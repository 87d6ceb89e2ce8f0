//! Session lifecycle state machine.
//!
//! The runtime drives the state through session-state-changed events. Only
//! four states carry side effects: `Ready` begins the session, `Stopping` ends
//! it, `Exiting` leaves the render loop for good and `LossPending` leaves it
//! asking the caller to reconnect.

use std::fmt;

#[derive(Debug, Clone, Copy, PartialEq, Eq, Hash, Default)]
pub enum SessionState {
    #[default]
    Unknown,
    Idle,
    Ready,
    Synchronized,
    Visible,
    Focused,
    Stopping,
    LossPending,
    Exiting,
}

impl fmt::Display for SessionState {
    fn fmt(&self, f: &mut fmt::Formatter<'_>) -> fmt::Result {
        let name = match self {
            SessionState::Unknown => "XR_SESSION_STATE_UNKNOWN",
            SessionState::Idle => "XR_SESSION_STATE_IDLE",
            SessionState::Ready => "XR_SESSION_STATE_READY",
            SessionState::Synchronized => "XR_SESSION_STATE_SYNCHRONIZED",
            SessionState::Visible => "XR_SESSION_STATE_VISIBLE",
            SessionState::Focused => "XR_SESSION_STATE_FOCUSED",
            SessionState::Stopping => "XR_SESSION_STATE_STOPPING",
            SessionState::LossPending => "XR_SESSION_STATE_LOSS_PENDING",
            SessionState::Exiting => "XR_SESSION_STATE_EXITING",
        };
        f.write_str(name)
    }
}

/// Runtime call the owner of the session must issue after a transition.
#[derive(Debug, Clone, Copy, PartialEq, Eq)]
pub enum SessionCommand {
    Begin,
    End,
}

#[derive(Debug, Clone, Copy, PartialEq, Eq, Default)]
pub struct Transition {
    pub command: Option<SessionCommand>,
    pub exit_render_loop: bool,
    pub request_restart: bool,
}

#[derive(Debug, Clone, Copy, PartialEq, Eq, Default)]
pub struct SessionLifecycle {
    state: SessionState,
    running: bool,
}

impl SessionLifecycle {
    pub fn new() -> Self {
        Self::default()
    }

    pub fn state(&self) -> SessionState {
        self.state
    }

    pub fn is_running(&self) -> bool {
        self.running
    }

    pub fn is_focused(&self) -> bool {
        self.state == SessionState::Focused
    }

    /// Record `new_state` and report what it requires of the caller.
    pub fn on_state_changed(&mut self, new_state: SessionState) -> Transition {
        self.state = new_state;
        match new_state {
            SessionState::Ready => {
                self.running = true;
                Transition {
                    command: Some(SessionCommand::Begin),
                    ..Transition::default()
                }
            }
            SessionState::Stopping => {
                self.running = false;
                Transition {
                    command: Some(SessionCommand::End),
                    ..Transition::default()
                }
            }
            SessionState::Exiting => Transition {
                command: None,
                exit_render_loop: true,
                request_restart: false,
            },
            SessionState::LossPending => Transition {
                command: None,
                exit_render_loop: true,
                request_restart: true,
            },
            SessionState::Unknown
            | SessionState::Idle
            | SessionState::Synchronized
            | SessionState::Visible
            | SessionState::Focused => Transition::default(),
        }
    }
}
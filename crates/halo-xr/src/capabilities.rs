//! Read-only queries describing what the runtime offers.
//!
//! Apart from blend-mode validation these are informational: callers log the
//! results and a failing query only costs diagnostics.

use std::fmt::{Debug, Write};

use tracing::{debug, error, info, warn};

use crate::runtime::XrRuntime;
use crate::types::{
    ApiLayerProperties, EnvironmentBlendMode, SystemId, ViewConfigurationType,
    ViewConfigurationView,
};
use crate::{XrError, XrResult};

/// One view configuration as reported by the runtime.
#[derive(Debug, Clone, PartialEq)]
pub struct ViewConfigurationInfo {
    pub view_configuration: ViewConfigurationType,
    pub fov_mutable: bool,
    pub views: Vec<ViewConfigurationView>,
    pub blend_modes: Vec<EnvironmentBlendMode>,
}

pub fn api_layers<R: XrRuntime>(runtime: &R) -> XrResult<Vec<ApiLayerProperties>> {
    runtime.enumerate_api_layers()
}

pub fn instance_extensions<R: XrRuntime>(runtime: &R) -> XrResult<Vec<String>> {
    runtime.enumerate_instance_extensions()
}

pub fn view_configurations<R: XrRuntime>(
    runtime: &R,
    instance: &R::Instance,
    system: SystemId,
) -> XrResult<Vec<ViewConfigurationInfo>> {
    let types = runtime.enumerate_view_configurations(instance, system)?;
    let mut out = Vec::with_capacity(types.len());
    for view_configuration in types {
        let properties =
            runtime.view_configuration_properties(instance, system, view_configuration)?;
        let views =
            runtime.enumerate_view_configuration_views(instance, system, view_configuration)?;
        let blend_modes =
            runtime.enumerate_environment_blend_modes(instance, system, view_configuration)?;
        out.push(ViewConfigurationInfo {
            view_configuration,
            fov_mutable: properties.fov_mutable,
            views,
            blend_modes,
        });
    }
    Ok(out)
}

pub fn log_layers_and_extensions<R: XrRuntime>(runtime: &R) {
    match instance_extensions(runtime) {
        Ok(extensions) => {
            debug!("Available Extensions: ({})", extensions.len());
            for name in &extensions {
                debug!("  Name={}", name);
            }
        }
        Err(err) => warn!("unable to enumerate instance extensions: {err}"),
    }

    match api_layers(runtime) {
        Ok(layers) => {
            info!("Available Layers: ({})", layers.len());
            for layer in &layers {
                debug!(
                    "  Name={} SpecVersion={} LayerVersion={} Description={}",
                    layer.layer_name, layer.spec_version, layer.layer_version, layer.description
                );
            }
        }
        Err(err) => warn!("unable to enumerate API layers: {err}"),
    }
}

pub fn log_instance_info<R: XrRuntime>(runtime: &R, instance: &R::Instance) -> XrResult<()> {
    let properties = runtime.instance_properties(instance)?;
    info!(
        "Instance RuntimeName={} RuntimeVersion={}",
        properties.runtime_name, properties.runtime_version
    );
    Ok(())
}

pub fn log_view_configurations(
    configurations: &[ViewConfigurationInfo],
    selected: ViewConfigurationType,
) {
    info!(
        "Available View Configuration Types: ({})",
        configurations.len()
    );
    for config in configurations {
        let marker = if config.view_configuration == selected {
            "(Selected)"
        } else {
            ""
        };
        debug!("  View Configuration Type: {} {}", config.view_configuration, marker);
        debug!(
            "  View configuration FovMutable={}",
            if config.fov_mutable { "True" } else { "False" }
        );
        for (i, view) in config.views.iter().enumerate() {
            debug!(
                "    View [{}]: Recommended Width={} Height={} SampleCount={}",
                i,
                view.recommended_image_rect_width,
                view.recommended_image_rect_height,
                view.recommended_swapchain_sample_count
            );
            debug!(
                "    View [{}]:     Maximum Width={} Height={} SampleCount={}",
                i,
                view.max_image_rect_width,
                view.max_image_rect_height,
                view.max_swapchain_sample_count
            );
        }
        if config.views.is_empty() {
            error!("Empty view configuration type {}", config.view_configuration);
        }
    }
}

/// Fail unless the runtime offers `blend_mode` for `view_configuration`.
///
/// A configured blend mode the runtime does not offer cannot be recovered
/// from, so this is a configuration error rather than a warning.
pub fn validate_blend_mode(
    configurations: &[ViewConfigurationInfo],
    view_configuration: ViewConfigurationType,
    blend_mode: EnvironmentBlendMode,
) -> XrResult<()> {
    let config = configurations
        .iter()
        .find(|c| c.view_configuration == view_configuration)
        .ok_or_else(|| {
            XrError::config(format!(
                "view configuration {view_configuration} is not offered by the runtime"
            ))
        })?;

    info!(
        "Available Environment Blend Mode count : ({})",
        config.blend_modes.len()
    );
    for mode in &config.blend_modes {
        let marker = if *mode == blend_mode { "(Selected)" } else { "" };
        info!("Environment Blend Mode ({}) : {}", mode, marker);
    }

    if config.blend_modes.contains(&blend_mode) {
        Ok(())
    } else {
        Err(XrError::config(format!(
            "environment blend mode {blend_mode} is not offered for {view_configuration}"
        )))
    }
}

pub fn log_reference_spaces<R: XrRuntime>(runtime: &R, session: &R::Session) {
    match runtime.enumerate_reference_spaces(session) {
        Ok(spaces) => {
            info!("Available reference spaces: {}", spaces.len());
            for space in spaces {
                debug!("  Name: {}", space);
            }
        }
        Err(err) => warn!("unable to enumerate reference spaces: {err}"),
    }
}

pub fn log_system_properties<R: XrRuntime>(
    runtime: &R,
    instance: &R::Instance,
    system: SystemId,
) -> XrResult<()> {
    let props = runtime.system_properties(instance, system)?;
    info!(
        "System Properties: Name={} VendorId={}",
        props.system_name, props.vendor_id
    );
    info!(
        "System Graphics Properties: MaxWidth={} MaxHeight={} MaxLayers={}",
        props.max_swapchain_image_width, props.max_swapchain_image_height, props.max_layer_count
    );
    info!(
        "System Tracking Properties: OrientationTracking={} PositionTracking={}",
        if props.orientation_tracking { "True" } else { "False" },
        if props.position_tracking { "True" } else { "False" }
    );
    Ok(())
}

/// Render a format list with the selected entry bracketed, e.g. ` 1 [2] 3`.
pub fn describe_formats<F: Copy + PartialEq + Debug>(formats: &[F], selected: F) -> String {
    let mut out = String::new();
    for format in formats {
        if *format == selected {
            let _ = write!(out, " [{format:?}]");
        } else {
            let _ = write!(out, " {format:?}");
        }
    }
    out
}
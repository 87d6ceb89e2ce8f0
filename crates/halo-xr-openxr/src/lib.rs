//! OpenXR loader binding and the Vulkan backend for `halo-xr`.

pub mod convert;
pub mod platform;
pub mod runtime;
pub mod vulkan;

pub use platform::HostPlatform;
pub use runtime::{OpenXrRuntime, OxrAction, OxrSession};
pub use vulkan::{VulkanImage, VulkanPlugin};

/// The stock runtime: system loader with Vulkan rendering.
pub type VulkanRuntime = OpenXrRuntime<openxr::Vulkan>;
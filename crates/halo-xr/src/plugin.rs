use crate::runtime::XrRuntime;
use crate::types::{Cube, ProjectionView, SwapchainCreateInfo, SystemId, ViewConfigurationView};
use crate::XrResult;

/// Supplies the OS-specific pieces of instance creation.
pub trait PlatformPlugin {
    fn name(&self) -> &str;

    /// Instance extensions the platform needs enabled.
    fn instance_extensions(&self) -> Vec<String>;
}

/// The rendering backend: owns the GPU device and draws into swapchain images.
pub trait GraphicsPlugin<R: XrRuntime> {
    /// Backend-side image record built from one runtime swapchain image.
    type Image;

    fn name(&self) -> &str;

    fn instance_extensions(&self) -> Vec<String>;

    /// Create the graphics device for `system`. Called exactly once, before
    /// any session exists.
    fn initialize_device(
        &mut self,
        runtime: &R,
        instance: &R::Instance,
        system: SystemId,
    ) -> XrResult<()>;

    /// Binding used to create the session. Valid only for that call.
    fn graphics_binding(&self) -> XrResult<R::GraphicsBinding>;

    fn select_color_swapchain_format(&self, formats: &[R::Format]) -> XrResult<R::Format>;

    fn supported_swapchain_sample_count(&self, view: &ViewConfigurationView) -> u32;

    /// Wrap the runtime's images for one swapchain. The result must keep the
    /// runtime's enumeration order and length.
    fn allocate_swapchain_image_structs(
        &mut self,
        images: Vec<R::SwapchainImage>,
        create_info: &SwapchainCreateInfo<R::Format>,
    ) -> XrResult<Vec<Self::Image>>;

    /// Draw `cubes` into `image` as seen from `view`. Work must be complete or
    /// safely queued on return, since the image is released right after.
    fn render_view(
        &mut self,
        view: &ProjectionView,
        image: &Self::Image,
        color_format: R::Format,
        cubes: &[Cube],
    ) -> XrResult<()>;
}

-------

EXERCISE GOAL:
From the records above, pick out and copy each line holding the word "impl".

THE ANSWER:
impl fmt::Display for SessionState {
impl SessionLifecycle {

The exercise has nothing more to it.